We also support global equities’ work on engagement as the investors work directly with their portfolio companies to encourage and support those companies to disclose their emissions, set climate targets, and consider tying executive compensation to the achievement of sustainability goals.
For our recently launched real estate strategy, Galvanize Real Estate, we have been working very closely with the real estate team on an operational framework for decarbonizing buildings. That work is particularly exciting because the real estate team is tying a portion of its financial compensation to performance against sustainability goals; the impact team has been instrumental in helping our real estate investors articulate those sustainability goals and how we’ll measure success.
3. Why did you choose to join Galvanize?
I chose to join Galvanize for the climate mission and the team, pretty simple. I spent my whole career working on climate change and had come to the conclusion that the best way to make progress and achieve climate impact was with the integration of a variety of perspectives and expertise. From investment acumen to policy awareness to the state of the technology and the market, I think the most climate progress is made when all of those perspectives can be taken into account, and at Galvanize, we have folks from each of those worlds working together to advance climate goals.
One of the questions I’d been asking myself was “where is the firm that is taking a holistic approach to investing in the transition?” I was looking for a firm that had a multi-asset class strategy fully aligned with the climate transition and understood the importance of an interdisciplinary approach to both investing and climate impact. Tom and Katie were excited to build that, and it really felt like a once-in-a-lifetime chance to be a part of something really special.
4. Galvanize is a founding member of the recently launched Venture Climate Alliance. What do you hope the VCA will accomplish?

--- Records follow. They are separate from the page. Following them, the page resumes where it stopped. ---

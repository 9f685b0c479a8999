//! # Error Handling
//!
//! Error taxonomy for the audio streaming protocol. Every failure that can happen
//! while a connection is alive maps to exactly one variant, and the variant decides
//! how far the failure is allowed to spread:
//!
//! | Variant             | Recovery granularity | Connection fatal? |
//! |---------------------|----------------------|-------------------|
//! | `Parse`             | frame                | no                |
//! | `Validation`        | envelope             | no                |
//! | `ProtocolViolation` | envelope             | no                |
//! | `Pipeline`          | chunk / job          | no                |
//! | `Synthesis`         | text request         | no                |
//! | `Codec`             | chunk                | no                |
//! | `Transport`         | connection           | yes               |
//!
//! ## Rust Concepts:
//! - **enum with data**: each variant carries the context needed for a client reply
//! - **Display trait**: human-readable text that is safe to send to clients
//! - **From trait**: lets `?` convert lower-level errors automatically

use std::fmt;

/// Errors produced by the streaming core.
///
/// ## Usage Example:
/// ```rust
/// use audio_stream_backend::error::StreamError;
///
/// let err = StreamError::protocol("audio", "no active stream, send control-start first");
/// assert!(!err.is_fatal());
/// ```
#[derive(Debug, Clone, PartialEq)]
pub enum StreamError {
    /// Malformed envelope bytes (bad JSON, missing `type`, payload of the wrong shape)
    Parse(String),

    /// Out-of-range values supplied by the client
    Validation {
        operation: &'static str,
        reason: String,
    },

    /// Envelope type is illegal in the current session state
    ProtocolViolation {
        operation: &'static str,
        reason: String,
    },

    /// The model invocation for a chunk failed or timed out
    Pipeline {
        job_id: String,
        reason: String,
    },

    /// Speech synthesis for a `text` message failed or timed out
    Synthesis {
        request_id: String,
        reason: String,
    },

    /// Audio could not be converted between representations
    Codec(String),

    /// Socket-level failure; the only connection-fatal kind
    Transport(String),
}

impl StreamError {
    /// Shorthand for a validation failure of `operation`.
    pub fn validation(operation: &'static str, reason: impl Into<String>) -> Self {
        StreamError::Validation {
            operation,
            reason: reason.into(),
        }
    }

    /// Shorthand for a protocol violation of `operation`.
    pub fn protocol(operation: &'static str, reason: impl Into<String>) -> Self {
        StreamError::ProtocolViolation {
            operation,
            reason: reason.into(),
        }
    }

    /// Name of the operation that failed, as reported to clients.
    pub fn operation(&self) -> &'static str {
        match self {
            StreamError::Parse(_) => "decode",
            StreamError::Validation { operation, .. } => operation,
            StreamError::ProtocolViolation { operation, .. } => operation,
            StreamError::Pipeline { .. } => "process-audio",
            StreamError::Synthesis { .. } => "synthesize",
            StreamError::Codec(_) => "codec",
            StreamError::Transport(_) => "transport",
        }
    }

    /// Machine-readable error kind used in logs and metrics.
    pub fn kind(&self) -> &'static str {
        match self {
            StreamError::Parse(_) => "parse_error",
            StreamError::Validation { .. } => "validation_error",
            StreamError::ProtocolViolation { .. } => "protocol_violation",
            StreamError::Pipeline { .. } => "pipeline_error",
            StreamError::Synthesis { .. } => "synthesis_error",
            StreamError::Codec(_) => "codec_error",
            StreamError::Transport(_) => "transport_error",
        }
    }

    /// Job (or synthesis request) the failure is scoped to, if any.
    pub fn job_id(&self) -> Option<&str> {
        match self {
            StreamError::Pipeline { job_id, .. } => Some(job_id),
            StreamError::Synthesis { request_id, .. } => Some(request_id),
            _ => None,
        }
    }

    /// Only transport failures terminate the connection.
    pub fn is_fatal(&self) -> bool {
        matches!(self, StreamError::Transport(_))
    }
}

impl fmt::Display for StreamError {
    fn fmt(&self, f: &mut fmt::Formatter<'_>) -> fmt::Result {
        match self {
            StreamError::Parse(msg) => write!(f, "Malformed envelope: {}", msg),
            StreamError::Validation { operation, reason } => {
                write!(f, "{} rejected: {}", operation, reason)
            }
            StreamError::ProtocolViolation { operation, reason } => {
                write!(f, "{} not allowed: {}", operation, reason)
            }
            StreamError::Pipeline { job_id, reason } => {
                write!(f, "Audio processing failed for job {}: {}", job_id, reason)
            }
            StreamError::Synthesis { reason, .. } => {
                write!(f, "Speech synthesis failed: {}", reason)
            }
            StreamError::Codec(msg) => write!(f, "Audio codec error: {}", msg),
            StreamError::Transport(msg) => write!(f, "Transport error: {}", msg),
        }
    }
}

impl std::error::Error for StreamError {}

/// JSON failures are always malformed input from the peer.
impl From<serde_json::Error> for StreamError {
    fn from(err: serde_json::Error) -> Self {
        StreamError::Parse(err.to_string())
    }
}

impl From<tokio_tungstenite::tungstenite::Error> for StreamError {
    fn from(err: tokio_tungstenite::tungstenite::Error) -> Self {
        StreamError::Transport(err.to_string())
    }
}

/// Type alias for Results that use the streaming error type.
pub type StreamResult<T> = Result<T, StreamError>;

Why are such initiatives important for the climate investing community?
I hope the VCA will create a home and standard for not just the climate community, but the venture community writ large to engage, understand, and incorporate climate into investment decisions and portfolio company management.
Venture capitalists, our Venture & Growth team included, are in a really unique spot to serve as partners to these early-stage companies. We have the chance to support entrepreneurs that want to be running businesses focused on climate impact, and want to incorporate sustainability into their operations at an early stage. Having supportive venture investors is crucial to making that happen and I hope the Venture Climate Alliance provides a community and resources for venture capitalists to come together and figure out how to do that successfully.

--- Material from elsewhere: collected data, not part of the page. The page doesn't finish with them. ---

//! # Wire Protocol
//!
//! JSON envelopes exchanged over the WebSocket, shared by the server actor and
//! the streaming client.

pub mod envelope;

pub use envelope::{
    AudioResponse, ConversationMessage, Envelope, ErrorPayload, Heartbeat, Message,
    MessageKind, ReadyPayload, StatusKind, StreamStatus,
};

5. What trends are you tracking in the impact measurement space? What do you hope to see in the next year?
One trend I’m tracking is the overall push for more transparency surrounding impact investing goals. It’s not enough now to say you’re climate aligned or mission-driven firm–you can’t just make that claim. LPs are asking for evidence now, they want to understand your vehicle’s theory of change. How are you going to collect and report data to show that your theory of change is working and that you’re having the impact that you set out to have?
What I hope to see in the next year, especially as we work with our peers and partners in the Venture Climate Alliance (VCA) and with groups like Project Frame, is more investors coming together around what best practices look like in climate impact investing, especially in the venture space. And then seeing venture investors actually incorporating impact more deeply into their investment decision-making processes.
We saw it in the launch of the VCA, it’s been really heartening to see all the interest in impact, and not just from impact firms but from more mainstream firms. There are a lot of impact-curious investors out there and I’d like to see some of that convert from interest to implementation.